* **Material provided**:

*** Begin section ***

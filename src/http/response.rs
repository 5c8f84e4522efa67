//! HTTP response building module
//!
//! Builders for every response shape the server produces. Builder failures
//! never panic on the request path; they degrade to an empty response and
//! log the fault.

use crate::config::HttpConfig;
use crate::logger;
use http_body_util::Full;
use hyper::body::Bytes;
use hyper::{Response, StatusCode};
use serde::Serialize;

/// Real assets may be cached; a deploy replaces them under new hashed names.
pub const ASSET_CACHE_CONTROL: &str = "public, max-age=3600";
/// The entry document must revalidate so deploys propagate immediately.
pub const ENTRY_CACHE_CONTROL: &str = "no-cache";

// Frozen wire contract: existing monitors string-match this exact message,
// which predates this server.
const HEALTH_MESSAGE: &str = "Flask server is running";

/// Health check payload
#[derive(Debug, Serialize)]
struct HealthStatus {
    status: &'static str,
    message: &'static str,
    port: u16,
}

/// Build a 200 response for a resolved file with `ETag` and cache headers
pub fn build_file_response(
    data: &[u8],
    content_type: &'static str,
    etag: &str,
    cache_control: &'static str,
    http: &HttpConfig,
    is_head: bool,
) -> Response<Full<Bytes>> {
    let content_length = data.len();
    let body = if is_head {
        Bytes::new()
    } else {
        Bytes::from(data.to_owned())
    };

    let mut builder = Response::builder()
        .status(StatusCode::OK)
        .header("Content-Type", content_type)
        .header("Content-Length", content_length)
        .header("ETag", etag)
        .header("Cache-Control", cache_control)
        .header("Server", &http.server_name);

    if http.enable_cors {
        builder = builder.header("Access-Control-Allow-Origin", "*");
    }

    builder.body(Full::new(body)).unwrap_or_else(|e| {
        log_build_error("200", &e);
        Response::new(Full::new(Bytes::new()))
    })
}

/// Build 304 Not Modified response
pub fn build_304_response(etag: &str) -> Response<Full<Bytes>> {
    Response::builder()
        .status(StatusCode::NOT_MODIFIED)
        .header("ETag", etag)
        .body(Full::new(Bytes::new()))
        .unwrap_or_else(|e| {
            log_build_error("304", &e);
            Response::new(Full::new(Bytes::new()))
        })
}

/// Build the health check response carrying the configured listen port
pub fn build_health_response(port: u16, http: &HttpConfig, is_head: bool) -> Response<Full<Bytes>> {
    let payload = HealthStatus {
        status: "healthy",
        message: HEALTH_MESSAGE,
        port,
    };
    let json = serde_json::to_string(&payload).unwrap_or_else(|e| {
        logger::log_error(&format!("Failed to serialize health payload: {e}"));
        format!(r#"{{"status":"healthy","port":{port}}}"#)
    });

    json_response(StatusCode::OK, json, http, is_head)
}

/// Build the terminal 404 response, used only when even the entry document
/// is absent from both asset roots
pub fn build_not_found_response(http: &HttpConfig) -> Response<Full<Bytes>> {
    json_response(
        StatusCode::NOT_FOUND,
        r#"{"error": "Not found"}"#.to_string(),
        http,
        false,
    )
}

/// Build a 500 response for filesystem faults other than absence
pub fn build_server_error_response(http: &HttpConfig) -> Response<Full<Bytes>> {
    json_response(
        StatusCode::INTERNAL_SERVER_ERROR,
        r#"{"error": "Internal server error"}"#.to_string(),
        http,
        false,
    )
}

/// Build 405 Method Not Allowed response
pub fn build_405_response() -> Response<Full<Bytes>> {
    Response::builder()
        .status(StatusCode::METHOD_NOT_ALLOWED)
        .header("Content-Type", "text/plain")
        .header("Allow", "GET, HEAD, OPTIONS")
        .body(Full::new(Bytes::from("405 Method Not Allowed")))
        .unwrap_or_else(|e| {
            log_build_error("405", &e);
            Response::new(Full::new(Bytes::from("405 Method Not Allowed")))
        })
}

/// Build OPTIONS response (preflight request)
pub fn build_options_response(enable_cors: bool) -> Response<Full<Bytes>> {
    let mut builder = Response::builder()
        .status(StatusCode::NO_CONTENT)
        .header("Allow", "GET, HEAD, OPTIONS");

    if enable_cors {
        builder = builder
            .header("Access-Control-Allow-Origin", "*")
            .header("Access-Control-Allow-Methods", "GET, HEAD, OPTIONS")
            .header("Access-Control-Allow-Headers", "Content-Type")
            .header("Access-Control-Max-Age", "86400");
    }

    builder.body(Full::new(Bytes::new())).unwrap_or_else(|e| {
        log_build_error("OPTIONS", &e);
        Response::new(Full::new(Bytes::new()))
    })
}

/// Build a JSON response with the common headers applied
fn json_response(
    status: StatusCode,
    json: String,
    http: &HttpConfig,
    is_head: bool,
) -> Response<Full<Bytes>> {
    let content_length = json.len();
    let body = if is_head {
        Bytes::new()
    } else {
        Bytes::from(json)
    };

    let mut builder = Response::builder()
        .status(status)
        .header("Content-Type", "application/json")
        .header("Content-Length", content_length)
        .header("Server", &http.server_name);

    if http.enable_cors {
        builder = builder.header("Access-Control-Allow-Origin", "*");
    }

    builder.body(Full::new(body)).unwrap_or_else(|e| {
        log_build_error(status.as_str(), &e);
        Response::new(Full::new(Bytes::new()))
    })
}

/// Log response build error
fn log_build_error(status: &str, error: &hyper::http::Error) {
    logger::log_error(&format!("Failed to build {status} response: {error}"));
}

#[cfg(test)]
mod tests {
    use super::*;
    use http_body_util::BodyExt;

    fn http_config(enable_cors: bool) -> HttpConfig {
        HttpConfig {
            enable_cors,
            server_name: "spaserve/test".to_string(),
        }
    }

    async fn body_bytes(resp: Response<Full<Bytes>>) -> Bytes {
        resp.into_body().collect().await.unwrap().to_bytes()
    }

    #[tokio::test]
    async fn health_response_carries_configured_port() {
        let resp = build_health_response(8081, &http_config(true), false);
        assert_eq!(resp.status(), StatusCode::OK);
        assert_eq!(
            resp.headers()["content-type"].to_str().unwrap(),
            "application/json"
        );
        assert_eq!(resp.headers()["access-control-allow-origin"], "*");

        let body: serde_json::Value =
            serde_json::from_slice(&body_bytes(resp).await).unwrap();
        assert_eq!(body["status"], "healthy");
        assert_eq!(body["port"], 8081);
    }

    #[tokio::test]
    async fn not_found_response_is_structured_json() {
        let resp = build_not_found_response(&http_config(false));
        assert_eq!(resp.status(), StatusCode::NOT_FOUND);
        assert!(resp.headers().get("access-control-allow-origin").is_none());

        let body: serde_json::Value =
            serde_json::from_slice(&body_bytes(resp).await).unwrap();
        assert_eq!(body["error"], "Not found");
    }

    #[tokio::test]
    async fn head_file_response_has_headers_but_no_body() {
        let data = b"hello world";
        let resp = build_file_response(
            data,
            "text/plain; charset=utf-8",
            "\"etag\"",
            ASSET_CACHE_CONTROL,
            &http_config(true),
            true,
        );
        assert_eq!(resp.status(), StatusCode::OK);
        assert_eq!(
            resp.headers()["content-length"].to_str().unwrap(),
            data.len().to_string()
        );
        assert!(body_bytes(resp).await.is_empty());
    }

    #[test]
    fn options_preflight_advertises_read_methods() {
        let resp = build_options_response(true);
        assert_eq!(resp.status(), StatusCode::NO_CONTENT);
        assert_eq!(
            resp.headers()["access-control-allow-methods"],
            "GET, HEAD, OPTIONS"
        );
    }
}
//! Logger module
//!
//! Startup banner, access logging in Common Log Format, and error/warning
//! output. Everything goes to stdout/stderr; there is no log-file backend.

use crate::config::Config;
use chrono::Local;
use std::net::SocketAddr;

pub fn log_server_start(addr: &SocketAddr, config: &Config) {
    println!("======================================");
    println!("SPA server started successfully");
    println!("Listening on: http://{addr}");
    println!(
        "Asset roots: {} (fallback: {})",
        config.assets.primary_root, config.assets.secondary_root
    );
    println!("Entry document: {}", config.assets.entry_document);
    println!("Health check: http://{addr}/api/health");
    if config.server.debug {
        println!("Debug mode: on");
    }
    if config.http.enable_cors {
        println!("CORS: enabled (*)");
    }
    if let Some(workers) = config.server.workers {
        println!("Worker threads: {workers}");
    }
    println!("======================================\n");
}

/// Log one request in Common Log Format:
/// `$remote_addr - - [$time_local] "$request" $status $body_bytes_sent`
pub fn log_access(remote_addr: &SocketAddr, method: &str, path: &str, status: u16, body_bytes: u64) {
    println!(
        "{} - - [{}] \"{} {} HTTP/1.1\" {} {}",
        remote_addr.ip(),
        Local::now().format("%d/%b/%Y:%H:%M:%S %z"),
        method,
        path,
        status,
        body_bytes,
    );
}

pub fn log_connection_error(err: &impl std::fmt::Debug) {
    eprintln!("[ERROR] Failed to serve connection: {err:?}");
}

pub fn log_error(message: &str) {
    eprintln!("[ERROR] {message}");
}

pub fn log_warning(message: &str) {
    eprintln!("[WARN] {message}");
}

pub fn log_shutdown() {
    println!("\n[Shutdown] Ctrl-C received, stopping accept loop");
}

*** End section ***
*** Begin section ***

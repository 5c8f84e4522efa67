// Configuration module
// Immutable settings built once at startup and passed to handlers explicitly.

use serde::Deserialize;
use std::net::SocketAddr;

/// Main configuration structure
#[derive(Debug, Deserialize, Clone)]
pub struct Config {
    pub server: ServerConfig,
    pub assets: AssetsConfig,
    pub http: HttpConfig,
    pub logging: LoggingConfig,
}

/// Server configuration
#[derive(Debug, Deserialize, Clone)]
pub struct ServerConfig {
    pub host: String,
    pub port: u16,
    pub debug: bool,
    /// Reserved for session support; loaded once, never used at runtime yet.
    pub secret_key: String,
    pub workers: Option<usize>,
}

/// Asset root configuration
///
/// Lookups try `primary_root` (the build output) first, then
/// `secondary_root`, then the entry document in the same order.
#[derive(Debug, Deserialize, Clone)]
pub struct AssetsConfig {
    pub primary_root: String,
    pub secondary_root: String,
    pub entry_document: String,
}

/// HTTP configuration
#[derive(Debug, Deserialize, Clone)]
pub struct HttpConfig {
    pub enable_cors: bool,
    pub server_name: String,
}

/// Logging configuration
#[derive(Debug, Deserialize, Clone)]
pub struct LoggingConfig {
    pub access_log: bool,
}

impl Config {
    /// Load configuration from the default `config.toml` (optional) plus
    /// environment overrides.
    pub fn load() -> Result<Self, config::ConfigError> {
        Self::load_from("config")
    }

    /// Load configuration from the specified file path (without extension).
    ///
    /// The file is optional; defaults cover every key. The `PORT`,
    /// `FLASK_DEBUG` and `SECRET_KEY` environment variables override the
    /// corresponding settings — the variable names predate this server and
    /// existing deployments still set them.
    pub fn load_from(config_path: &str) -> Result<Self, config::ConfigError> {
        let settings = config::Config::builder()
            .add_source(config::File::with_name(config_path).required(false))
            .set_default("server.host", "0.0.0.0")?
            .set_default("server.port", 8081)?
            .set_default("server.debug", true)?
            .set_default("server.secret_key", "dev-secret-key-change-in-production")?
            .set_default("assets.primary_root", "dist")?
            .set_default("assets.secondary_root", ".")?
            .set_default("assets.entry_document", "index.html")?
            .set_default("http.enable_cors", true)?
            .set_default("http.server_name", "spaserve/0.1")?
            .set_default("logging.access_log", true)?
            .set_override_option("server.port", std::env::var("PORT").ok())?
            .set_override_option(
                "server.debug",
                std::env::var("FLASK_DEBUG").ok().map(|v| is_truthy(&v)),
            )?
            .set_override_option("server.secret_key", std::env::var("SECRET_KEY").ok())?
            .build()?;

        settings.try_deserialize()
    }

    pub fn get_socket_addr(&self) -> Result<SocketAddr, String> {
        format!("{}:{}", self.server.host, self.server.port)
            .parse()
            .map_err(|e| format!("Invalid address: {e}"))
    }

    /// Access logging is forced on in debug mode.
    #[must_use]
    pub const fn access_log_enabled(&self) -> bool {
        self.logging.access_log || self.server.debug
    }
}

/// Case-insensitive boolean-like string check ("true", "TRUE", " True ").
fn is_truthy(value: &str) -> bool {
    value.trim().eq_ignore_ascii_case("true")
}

*** End section ***

* **About this exercise**: In the listing above, locate each line with "existing" and copy it.

* **Task output**:
// Frozen wire contract: existing monitors string-match this exact message,
    /// existing deployments still set them.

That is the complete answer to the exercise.